8. The method of claim 7, wherein the inorganic pigment is a synthetic iron oxide pigment selected from a red iron oxide pigment, a black iron oxide pigment, a yellow iron oxide pigment and a brown iron oxide pigment.

9. The method of claim 1, wherein the fine GCC is fine natural ground calcium carbonate (fine NGCC).

10. The method of claim 1, wherein the cementitious binder comprises a hydraulic cement, e.g. Portland cement, and optionally at least one additional binder component such as fly ash, blast furnace slag, pozzolana, silica fume or calcined clay.

11. The method of claim 1, wherein the mixture further comprises ground calcium carbonate (GCC) having a weight median particle diameter (d50) in the range of greater than 5 μm to 40 μm.

12. The method of claim 1, wherein the cement-based mixture is allowed to cure to obtain a cement-based product having a 1 day and/or 28 day compressive strength that is at least 90% of the compressive strength of that of a comparable reference cement-based product that does not contain either pigment or fine GCC.

13. A method for preparing a cement-based product, the method comprising:

mixing a cementitious binder, an aggregate, an inorganic pigment, water, optionally a concrete superplasticizer, and fine ground calcium carbonate (GCC) having a weight median particle diameter (d50) in the range of 0.5-5 μm, wherein the weight amount of the fine GCC is in the range of 50% to 300% of the inorganic pigment weight.

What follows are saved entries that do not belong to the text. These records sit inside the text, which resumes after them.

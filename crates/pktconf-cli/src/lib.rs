//! pktconf-cli library entry point.
//!
//! Re-exports all public modules so that integration tests in `tests/`
//! and the binary entry point in `main.rs` share the same module tree.

pub mod application;
pub mod infrastructure;
//! Handler types: one value per protocol / packet-layer definition.
//!
//! Dissectors elsewhere in the toolkit define the actual layer behaviour.  The
//! configuration only needs a stable identity for each layer so it can map wire
//! type codes to layers and group fields by the layers that own them.

use std::fmt;

/// Identity of a packet-layer definition (a "handler type").
///
/// Two `LayerType` values are the same handler type when both the class name
/// and the long name match.  Values are `Copy` so registries can hold them by
/// value.
#[derive(Debug, Clone, Copy, PartialEq, Eq, PartialOrd, Ord, Hash)]
pub struct LayerType {
    /// Short identifier used in listings, e.g. `"TCP"`.
    class_name: &'static str,
    /// Human-readable layer name, e.g. `"Ethernet"`.
    name: &'static str,
}

impl LayerType {
    /// Declares a handler type.
    pub const fn new(class_name: &'static str, name: &'static str) -> Self {
        Self { class_name, name }
    }

    /// Returns the short class name (`"Ether"`, `"TCP"`, ...).
    pub fn class_name(&self) -> &'static str {
        self.class_name
    }

    /// Returns the long, human-readable layer name.
    pub fn name(&self) -> &'static str {
        self.name
    }
}

impl fmt::Display for LayerType {
    fn fmt(&self, f: &mut fmt::Formatter<'_>) -> fmt::Result {
        write!(f, "<layer {}>", self.class_name)
    }
}

/// Handler types shipped with the toolkit's core dissectors.
pub mod builtin {
    use super::LayerType;

    pub const ETHER: LayerType = LayerType::new("Ether", "Ethernet");
    pub const ARP: LayerType = LayerType::new("ARP", "ARP");
    pub const IP: LayerType = LayerType::new("IP", "IP");
    pub const IPV6: LayerType = LayerType::new("IPv6", "IPv6");
    pub const ICMP: LayerType = LayerType::new("ICMP", "ICMP");
    pub const TCP: LayerType = LayerType::new("TCP", "TCP");
    pub const UDP: LayerType = LayerType::new("UDP", "UDP");
    pub const RAW: LayerType = LayerType::new("Raw", "Raw");

    /// Every builtin handler type, in the order the core dissectors load them.
    pub const ALL: [LayerType; 8] = [ETHER, ARP, IP, IPV6, ICMP, TCP, UDP, RAW];
}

14. A cement-based product comprising:

a mixture of a cementitious binder,

an aggregate,

an inorganic pigment,

water,

optionally a concrete superplasticizer, and

fine ground calcium carbonate (GCC) having a weight median particle diameter (d50) in the range of 0.5-5 μm, wherein the weight amount of the fine GCC is in the range of 50% to 300% of the inorganic pigment weight.

15. The method for preparing a cement-based product according to claim 13, wherein the product comprises:

a cementitious binder;

an aggregate;

an inorganic pigment;

water;

optionally a concrete superplasticizer; and

fine ground calcium carbonate (fine GCC) having a weight median particle diameter (d50) in the range of 0.5-5 μm, wherein the weight amount of the fine GCC is in the range of 50% to 300% of the inorganic pigment weight, wherein the weight amount of the fine GCC is in the range of 60% to 280% of the inorganic pigment weight.

16. The method of claim 1, wherein the weight amount of the fine GCC is in the range of 70% to 250% of the inorganic pigment weight.

17. The method of claim 1, wherein the fine GCC has a d50 in the range of 0.5-4.9 μm.

18. The method of claim 1, wherein the fine GCC is added in an amount effective to provide the mixture with a mini-cone test value in the range of 360-420 mm, and a V-funnel test value of at the most about 7 seconds.

19. The method of claim 1, wherein the mixture comprises at least about 3% w/w of the inorganic pigment by weight of the cementitious binder.

20. The method of claim 19, wherein the mixture comprises up to about 25% inorganic pigment by weight of the cementitious binder.